However, the Court notes that Defendants' arguments regarding exhaustion could not have been anticipated by Plaintiff, because Defendants did not raise the issue of exhaustion in their motion to dismiss. Generally, when a party raises an entirely new, unanticipated arguments in a reply, the Court will give the opposing party an opportunity to file a surreply to respond to those arguments. However, as discussed below, the exhaustion argument, as it applies to the statute of limitations, will not be considered in this order as it is more appropriately raised in a motion for summary judgment. Accordingly, Plaintiff's motion to strike Defendants' reply and to supplement his opposition will be denied.

C. Statute of Limitations

Defendants argue that Plaintiff's claims should be dismissed because they are barred by the applicable statute of limitations. Although Section 1983 provides a federal cause of action, the Court looks to the law of the State in which the cause of action arose to determine the length of the statute of limitations. Wallace v. Kato, 549 U.S. 384, 387 (2007). Under California law, this period is two (2) years. Cal. Code Civ. Proc. § 335.1.*fn4

1. Accrual

Having established that the relevant statute of limitations for Plaintiff's claims is two (2) years, the Court must now determine when Plaintiff's claims accrued. Although the Court looks to state law to determine the applicable statute of limitations, "the accrual date of a § 1983 cause of action is a question of federal law that is not resolved by reference to state law." Wallace, 549 U.S. at 388 (emphasis in original). "Under federal law, a claim accrues when the plaintiff knows or has reason to know of the injury which is the basis of the action." Lukovsky v. City and County of San Francisco, 535 F.3d 1044, 1048 (9th Cir. 2008) (quoting Two Rivers v. Lewis, 174 F.3d 987, 991 (9th Cir. 1999)); Fink v. Shedler, 192 F.3d 911, 914 (9th Cir. 1999). Plaintiff filed this action on February 13, 2007.*fn5 Thus, any claim that accrued prior to February 13, 2005, is barred by the statute of limitations.
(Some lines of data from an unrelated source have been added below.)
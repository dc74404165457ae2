/// Sampling rate substituted when the source reports none (or zero).
pub const DEFAULT_SAMPLING_RATE: f64 = 30.0;

/// Lower pass-band edge: 0.75 Hz = 45 BPM.
pub const DEFAULT_LOW_CUT_HZ: f64 = 0.75;

/// Upper pass-band edge: 3.0 Hz = 180 BPM.
pub const DEFAULT_HIGH_CUT_HZ: f64 = 3.0;

/// Butterworth prototype order. The band-pass realisation has twice as many poles.
pub const DEFAULT_FILTER_ORDER: usize = 3;

/// Seconds of signal required before an estimate is attempted.
pub const DEFAULT_MIN_WINDOW_SECS: f64 = 5.0;

/// Relative magnitude difference below which two spectral peaks count as tied.
pub const PEAK_TIE_TOLERANCE: f64 = 1e-9;

/// Tolerance (Hz) applied to the closed band edges when selecting bins.
pub const BAND_EDGE_TOLERANCE_HZ: f64 = 1e-9;

/// Pole imaginary parts below this are treated as real when pairing sections.
pub const POLE_IMAG_TOLERANCE: f64 = 1e-12;

/// SER timestamps count 100 ns ticks.
pub const SER_TICKS_PER_SECOND: f64 = 10_000_000.0;

/// Number of points in a MediaPipe face mesh.
pub const FACE_MESH_LANDMARK_COUNT: usize = 468;

/// Ordered forehead patch of the face mesh: upper edge left to right,
/// then the lower edge back right to left.
pub const FOREHEAD_LANDMARKS: [usize; 6] = [109, 10, 338, 337, 151, 108];

/// Beats per minute per hertz.
pub const SECONDS_PER_MINUTE: f64 = 60.0;
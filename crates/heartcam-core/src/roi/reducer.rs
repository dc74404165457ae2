use crate::frame::{Channel, ColorFrame, Frame};

use super::config::{RoiConfig, RoiStrategy};
use super::landmarks::{LandmarkPoint, PixelPoint};
use super::mask::{polygon_spans, Span};

/// Pixel-space region whose mean intensity becomes one sample.
#[derive(Clone, Debug, PartialEq)]
pub enum Region {
    /// Axis-aligned box `[x0, x1) x [y0, y1)` in pixel coordinates.
    BoundingBox { x0: f64, y0: f64, x1: f64, y1: f64 },
    /// Closed polygon, vertices in drawing order.
    Polygon(Vec<PixelPoint>),
}

impl Region {
    /// Build the region for one frame from tracker landmarks.
    ///
    /// Indices past the end of `landmarks` and non-finite points are
    /// unresolvable and dropped. Returns `None` when too few points remain
    /// to form the region (three for a polygon, one for a box).
    pub fn from_landmarks(
        strategy: &RoiStrategy,
        landmarks: &[LandmarkPoint],
        width: usize,
        height: usize,
    ) -> Option<Self> {
        match strategy {
            RoiStrategy::Polygon { indices } => {
                let vertices = resolve(indices, landmarks, width, height);
                if vertices.len() < 3 {
                    return None;
                }
                Some(Self::Polygon(vertices))
            }
            RoiStrategy::BoundingBox { indices } => {
                let points = if indices.is_empty() {
                    landmarks
                        .iter()
                        .filter(|p| p.is_finite())
                        .map(|p| p.to_pixel(width, height))
                        .collect()
                } else {
                    resolve(indices, landmarks, width, height)
                };
                let first = points.first()?;
                let init = (first.x, first.y, first.x, first.y);
                let (x0, y0, x1, y1) = points.iter().fold(init, |(x0, y0, x1, y1), p| {
                    (x0.min(p.x), y0.min(p.y), x1.max(p.x), y1.max(p.y))
                });
                Some(Self::BoundingBox { x0, y0, x1, y1 })
            }
        }
    }

    /// Masked pixel runs for a `height` x `width` frame.
    pub fn spans(&self, height: usize, width: usize) -> Vec<Span> {
        match self {
            Self::BoundingBox { x0, y0, x1, y1 } => {
                let corners = [
                    PixelPoint::new(*x0, *y0),
                    PixelPoint::new(*x1, *y0),
                    PixelPoint::new(*x1, *y1),
                    PixelPoint::new(*x0, *y1),
                ];
                polygon_spans(&corners, height, width)
            }
            Self::Polygon(vertices) => polygon_spans(vertices, height, width),
        }
    }
}

fn resolve(
    indices: &[usize],
    landmarks: &[LandmarkPoint],
    width: usize,
    height: usize,
) -> Vec<PixelPoint> {
    indices
        .iter()
        .filter_map(|&i| landmarks.get(i))
        .filter(|p| p.is_finite())
        .map(|p| p.to_pixel(width, height))
        .collect()
}

/// Mean of `plane` over every pixel inside `region`.
///
/// Returns `None` when the region covers no pixels (degenerate polygon,
/// zero area, or entirely outside the frame).
pub fn reduce_region(plane: &Frame, region: &Region) -> Option<f64> {
    let spans = region.spans(plane.height(), plane.width());

    let mut sum = 0.0f64;
    let mut count = 0usize;
    for span in &spans {
        let row = plane.data.row(span.row);
        for col in span.col_start..span.col_end {
            sum += row[col] as f64;
        }
        count += span.len();
    }

    if count == 0 {
        None
    } else {
        Some(sum / count as f64)
    }
}

/// Reduces a color frame plus landmarks to one sample, per [`RoiConfig`].
#[derive(Clone, Debug, Default)]
pub struct RoiReducer {
    pub strategy: RoiStrategy,
    pub channel: Channel,
}

impl RoiReducer {
    pub fn new(config: &RoiConfig) -> Self {
        Self {
            strategy: config.strategy.clone(),
            channel: config.channel,
        }
    }

    /// `None` is a tracking gap: the frame contributes no sample.
    pub fn reduce(&self, frame: &ColorFrame, landmarks: &[LandmarkPoint]) -> Option<f64> {
        let region =
            Region::from_landmarks(&self.strategy, landmarks, frame.width(), frame.height())?;
        reduce_region(frame.channel(self.channel), &region)
    }
}
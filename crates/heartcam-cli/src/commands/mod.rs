pub mod config;
pub mod info;
pub mod run;
pub mod signal;

use std::path::{Path, PathBuf};

use anyhow::{Context, Result};
use clap::{Args, ValueEnum};
use heartcam_core::frame::Channel;
use heartcam_core::pipeline::config::{GapPolicy, PipelineConfig, SlidingWindowConfig};
use heartcam_core::pipeline::PulseReport;

#[derive(Clone, Copy, ValueEnum)]
pub enum ChannelArg {
    Red,
    Green,
    Blue,
}

#[derive(Clone, Copy, ValueEnum)]
pub enum GapPolicyArg {
    Skip,
    Resample,
}

/// Estimation options shared by `run` and `signal`.
#[derive(Args)]
pub struct EstimationArgs {
    /// Pipeline config file (TOML)
    #[arg(long)]
    pub config: Option<PathBuf>,

    /// Frame rate override (frames per second)
    #[arg(long)]
    pub fps: Option<f64>,

    /// Lower pass-band edge in Hz
    #[arg(long)]
    pub low_cut: Option<f64>,

    /// Upper pass-band edge in Hz
    #[arg(long)]
    pub high_cut: Option<f64>,

    /// How to treat frames that produced no sample
    #[arg(long, value_enum)]
    pub gaps: Option<GapPolicyArg>,

    /// Also estimate over a sliding window of this many seconds
    #[arg(long)]
    pub window: Option<f64>,

    /// Hop between sliding windows in seconds
    #[arg(long, default_value = "1.0")]
    pub hop: f64,

    /// Write the full report as JSON
    #[arg(long)]
    pub report: Option<PathBuf>,
}

impl EstimationArgs {
    /// Config file (or defaults) with command-line overrides applied.
    pub fn build_config(&self) -> Result<PipelineConfig> {
        let mut config: PipelineConfig = if let Some(ref path) = self.config {
            let contents = std::fs::read_to_string(path)
                .with_context(|| format!("Failed to read config {}", path.display()))?;
            toml::from_str(&contents).context("Invalid pipeline config")?
        } else {
            PipelineConfig::default()
        };

        if let Some(fps) = self.fps {
            config.sampling_rate = Some(fps);
        }
        if let Some(low) = self.low_cut {
            config.filter.low_cut_hz = low;
        }
        if let Some(high) = self.high_cut {
            config.filter.high_cut_hz = high;
        }
        if let Some(gaps) = self.gaps {
            config.estimation.gap_policy = match gaps {
                GapPolicyArg::Skip => GapPolicy::Skip,
                GapPolicyArg::Resample => GapPolicy::Resample,
            };
        }
        if let Some(window_secs) = self.window {
            config.sliding_window = Some(SlidingWindowConfig {
                window_secs,
                hop_secs: self.hop,
            });
        }
        Ok(config)
    }
}

impl From<ChannelArg> for Channel {
    fn from(arg: ChannelArg) -> Self {
        match arg {
            ChannelArg::Red => Channel::Red,
            ChannelArg::Green => Channel::Green,
            ChannelArg::Blue => Channel::Blue,
        }
    }
}

pub fn write_report(report: &PulseReport, path: &Path) -> Result<()> {
    let json = serde_json::to_string_pretty(report)?;
    std::fs::write(path, json)
        .with_context(|| format!("Failed to write report to {}", path.display()))?;
    println!("Report saved to {}", path.display());
    Ok(())
}
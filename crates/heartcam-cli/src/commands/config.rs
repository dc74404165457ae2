use std::path::PathBuf;

use anyhow::{Context, Result};
use clap::Args;
use heartcam_core::pipeline::config::{PipelineConfig, SlidingWindowConfig};

#[derive(Args)]
pub struct ConfigArgs {
    /// Write config to a file instead of stdout
    #[arg(short, long)]
    pub output: Option<PathBuf>,
}

/// Print or save a full default PipelineConfig as TOML.
pub fn run(args: &ConfigArgs) -> Result<()> {
    let config = PipelineConfig {
        sliding_window: Some(SlidingWindowConfig::default()),
        ..Default::default()
    };
    let toml_str = toml::to_string_pretty(&config)?;

    if let Some(ref path) = args.output {
        std::fs::write(path, &toml_str)
            .with_context(|| format!("Failed to write config to {}", path.display()))?;
        println!("Default config saved to {}", path.display());
    } else {
        print!("{}", toml_str);
    }

    Ok(())
}
//! HTTP transport to the analysis backend.
//!
//! A single primitive: POST a JSON body to `base_url + path` and hand back
//! the parsed JSON, or a typed error describing which way the call failed.

use async_trait::async_trait;
use color_eyre::{eyre::eyre, Result};
use reqwest::Client;
use serde_json::Value;
use std::time::Duration;
use thiserror::Error;
use url::Url;

/// How a backend call can fail.
#[derive(Debug, Error)]
pub enum ApiError {
  /// Request never produced a response
  #[error("request to {path} could not be delivered: {source}")]
  Transport {
    path: String,
    #[source]
    source: reqwest::Error,
  },

  /// Response arrived with a non-success status
  #[error("backend returned HTTP {status} for {path}")]
  Http { path: String, status: u16 },

  /// Response body was not valid JSON, or did not match the expected shape
  #[error("backend returned an unusable body for {path}: {source}")]
  MalformedResponse {
    path: String,
    #[source]
    source: serde_json::Error,
  },

  /// Request body could not be encoded
  #[error("could not encode request body for {path}: {source}")]
  InvalidRequest {
    path: String,
    #[source]
    source: serde_json::Error,
  },

  /// Retries, cache and stub were all unavailable; carries the last
  /// attempt's error
  #[error("backend, cache, and stub tiers all exhausted for {path}")]
  Exhausted {
    path: String,
    #[source]
    source: Option<Box<ApiError>>,
  },
}

/// The network call primitive, behind a trait so tests can script outcomes.
#[async_trait]
pub trait Transport: Send + Sync {
  /// POST `body` as JSON to `path` and return the parsed response body.
  async fn post_json(&self, path: &str, body: &Value) -> Result<Value, ApiError>;
}

/// reqwest-backed transport.
#[derive(Clone)]
pub struct HttpTransport {
  http: Client,
  base_url: String,
}

impl HttpTransport {
  /// Create a transport against `base_url`, validating it up front.
  pub fn new(base_url: &str, timeout: Duration) -> Result<Self> {
    Url::parse(base_url).map_err(|e| eyre!("Invalid backend base URL {}: {}", base_url, e))?;

    let http = Client::builder()
      .timeout(timeout)
      .build()
      .map_err(|e| eyre!("Failed to create HTTP client: {}", e))?;

    Ok(Self {
      http,
      base_url: base_url.trim_end_matches('/').to_string(),
    })
  }
}

#[async_trait]
impl Transport for HttpTransport {
  async fn post_json(&self, path: &str, body: &Value) -> Result<Value, ApiError> {
    let url = format!("{}{}", self.base_url, path);

    let response = self
      .http
      .post(&url)
      .json(body)
      .send()
      .await
      .map_err(|source| ApiError::Transport {
        path: path.to_string(),
        source,
      })?;

    let status = response.status();
    if !status.is_success() {
      return Err(ApiError::Http {
        path: path.to_string(),
        status: status.as_u16(),
      });
    }

    let text = response.text().await.map_err(|source| ApiError::Transport {
      path: path.to_string(),
      source,
    })?;

    serde_json::from_str(&text).map_err(|source| ApiError::MalformedResponse {
      path: path.to_string(),
      source,
    })
  }
}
Plaintiff's only allegation regarding conduct that occurred after February 13, 2005, is the allegation that between March 2004 and April 2005, Defendants Sanchez, Hense, Ward, Frauenheim, Wan and Lloren conducted six to eight classification reviews where they retained Plaintiff in segregation "as a pretext to keep Plaintiff in segregation for his filing of grievances. . . ." (Third Am. Compl. ¶ 34, ECF No. 19.) A classification hearing that took place in April 2005 would have fallen within the applicable limitations period. All other actions by Defendants are alleged to have occurred prior to February 13, 2005. Defendants allegedly decided to lock Plaintiff up in response to the hunger strike on February 29, 2004. Between February 29, 2004 and February 3, 2005, Plaintiff was charged and re-charged with various disciplinary infractions, allegedly in retaliation against Plaintiff's First Amendment activities. Plaintiff was found guilty at the initial hearing of Inciting a Riot, only to have the determination reversed several weeks later because of unspecified procedural errors. In November 2004, Defendants Tripp, Wan, and Hense recharged Plaintiff with Inciting a Riot. Ultimately, Defendant Fields found Plaintiff guilty on February 3, 2005, of "Leading a Hunger Strike," sentenced him to a twelve (12) month SHU term, and Plaintiff was scheduled to be transferred to another prison.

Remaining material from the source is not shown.